▸ **ACTIVITY**: Go through the records and count every line that holds "Deserialize". Only the number belongs in the reply.
===== DATASET EXCERPTS =====
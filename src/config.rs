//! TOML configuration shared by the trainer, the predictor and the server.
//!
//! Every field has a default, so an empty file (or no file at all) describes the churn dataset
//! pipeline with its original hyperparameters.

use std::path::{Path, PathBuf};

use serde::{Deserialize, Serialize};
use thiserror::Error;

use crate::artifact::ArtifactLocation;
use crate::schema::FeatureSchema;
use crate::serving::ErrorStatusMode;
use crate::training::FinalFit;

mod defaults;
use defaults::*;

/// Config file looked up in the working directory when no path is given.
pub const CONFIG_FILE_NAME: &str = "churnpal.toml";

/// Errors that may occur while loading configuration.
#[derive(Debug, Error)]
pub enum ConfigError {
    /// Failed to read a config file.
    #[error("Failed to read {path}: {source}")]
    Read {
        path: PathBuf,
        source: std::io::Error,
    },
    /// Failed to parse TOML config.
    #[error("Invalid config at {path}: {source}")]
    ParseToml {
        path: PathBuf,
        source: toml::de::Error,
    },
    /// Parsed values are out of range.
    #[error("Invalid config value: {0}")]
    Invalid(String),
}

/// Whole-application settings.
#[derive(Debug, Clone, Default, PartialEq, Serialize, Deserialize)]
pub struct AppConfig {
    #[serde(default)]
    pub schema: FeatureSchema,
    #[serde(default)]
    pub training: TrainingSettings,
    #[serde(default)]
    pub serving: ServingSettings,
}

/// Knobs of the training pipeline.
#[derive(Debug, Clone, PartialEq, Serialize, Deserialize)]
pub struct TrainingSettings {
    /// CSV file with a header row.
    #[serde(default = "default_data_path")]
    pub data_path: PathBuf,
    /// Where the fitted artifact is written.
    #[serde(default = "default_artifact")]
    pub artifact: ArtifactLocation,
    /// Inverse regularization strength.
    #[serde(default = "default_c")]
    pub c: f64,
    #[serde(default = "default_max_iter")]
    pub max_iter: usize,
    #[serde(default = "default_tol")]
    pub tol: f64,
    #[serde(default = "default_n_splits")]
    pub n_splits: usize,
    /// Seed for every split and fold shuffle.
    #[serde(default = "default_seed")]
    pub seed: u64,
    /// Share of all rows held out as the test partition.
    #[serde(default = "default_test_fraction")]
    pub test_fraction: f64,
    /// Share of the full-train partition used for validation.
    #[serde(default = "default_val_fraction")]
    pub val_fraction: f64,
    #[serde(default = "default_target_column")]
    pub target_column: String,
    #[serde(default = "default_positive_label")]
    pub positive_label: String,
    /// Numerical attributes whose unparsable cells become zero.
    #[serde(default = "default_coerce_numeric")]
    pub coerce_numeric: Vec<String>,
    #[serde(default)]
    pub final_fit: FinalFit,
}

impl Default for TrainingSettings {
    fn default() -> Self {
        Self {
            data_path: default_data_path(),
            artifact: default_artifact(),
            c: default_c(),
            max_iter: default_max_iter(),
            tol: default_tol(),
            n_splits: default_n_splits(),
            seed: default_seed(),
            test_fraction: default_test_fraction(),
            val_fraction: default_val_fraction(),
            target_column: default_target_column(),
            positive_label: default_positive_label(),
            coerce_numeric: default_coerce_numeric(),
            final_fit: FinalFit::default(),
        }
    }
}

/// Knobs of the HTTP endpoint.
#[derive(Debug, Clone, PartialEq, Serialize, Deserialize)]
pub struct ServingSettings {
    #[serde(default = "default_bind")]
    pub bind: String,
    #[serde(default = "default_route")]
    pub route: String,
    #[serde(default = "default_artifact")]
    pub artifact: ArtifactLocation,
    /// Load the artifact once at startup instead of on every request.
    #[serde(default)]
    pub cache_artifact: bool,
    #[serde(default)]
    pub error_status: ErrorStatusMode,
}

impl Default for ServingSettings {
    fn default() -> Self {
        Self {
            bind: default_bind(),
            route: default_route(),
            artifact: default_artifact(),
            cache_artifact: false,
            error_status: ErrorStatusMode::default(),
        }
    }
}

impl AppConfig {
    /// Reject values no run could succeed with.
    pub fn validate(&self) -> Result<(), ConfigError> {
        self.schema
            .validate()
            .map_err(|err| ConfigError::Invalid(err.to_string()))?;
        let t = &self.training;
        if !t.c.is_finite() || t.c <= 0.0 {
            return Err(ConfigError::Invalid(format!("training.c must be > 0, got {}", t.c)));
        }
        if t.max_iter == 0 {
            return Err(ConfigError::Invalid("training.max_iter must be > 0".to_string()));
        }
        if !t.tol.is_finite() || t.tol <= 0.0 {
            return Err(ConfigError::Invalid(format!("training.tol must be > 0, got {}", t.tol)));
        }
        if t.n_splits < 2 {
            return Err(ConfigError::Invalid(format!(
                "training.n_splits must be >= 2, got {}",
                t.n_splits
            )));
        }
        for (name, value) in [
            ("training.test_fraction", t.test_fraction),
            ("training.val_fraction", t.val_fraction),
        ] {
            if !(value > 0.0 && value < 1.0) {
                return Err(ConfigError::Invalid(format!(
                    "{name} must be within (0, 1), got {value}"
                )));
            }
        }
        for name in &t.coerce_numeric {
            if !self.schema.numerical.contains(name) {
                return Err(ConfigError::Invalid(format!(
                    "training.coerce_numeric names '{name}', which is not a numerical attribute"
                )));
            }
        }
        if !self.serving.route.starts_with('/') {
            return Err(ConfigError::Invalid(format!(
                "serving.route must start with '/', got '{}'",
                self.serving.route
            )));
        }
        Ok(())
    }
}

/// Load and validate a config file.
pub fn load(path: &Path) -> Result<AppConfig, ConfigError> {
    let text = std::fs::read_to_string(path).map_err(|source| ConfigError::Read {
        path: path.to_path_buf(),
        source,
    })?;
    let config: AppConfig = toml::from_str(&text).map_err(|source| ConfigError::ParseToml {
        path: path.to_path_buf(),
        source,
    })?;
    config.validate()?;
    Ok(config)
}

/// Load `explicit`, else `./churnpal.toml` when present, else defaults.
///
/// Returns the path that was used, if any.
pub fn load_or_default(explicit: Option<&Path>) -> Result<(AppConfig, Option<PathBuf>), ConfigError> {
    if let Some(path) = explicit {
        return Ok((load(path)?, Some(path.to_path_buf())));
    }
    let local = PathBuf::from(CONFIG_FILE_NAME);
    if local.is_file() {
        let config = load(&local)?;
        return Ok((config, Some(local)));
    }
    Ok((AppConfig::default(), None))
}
=====
▸ **WORKED SOLUTION**: 4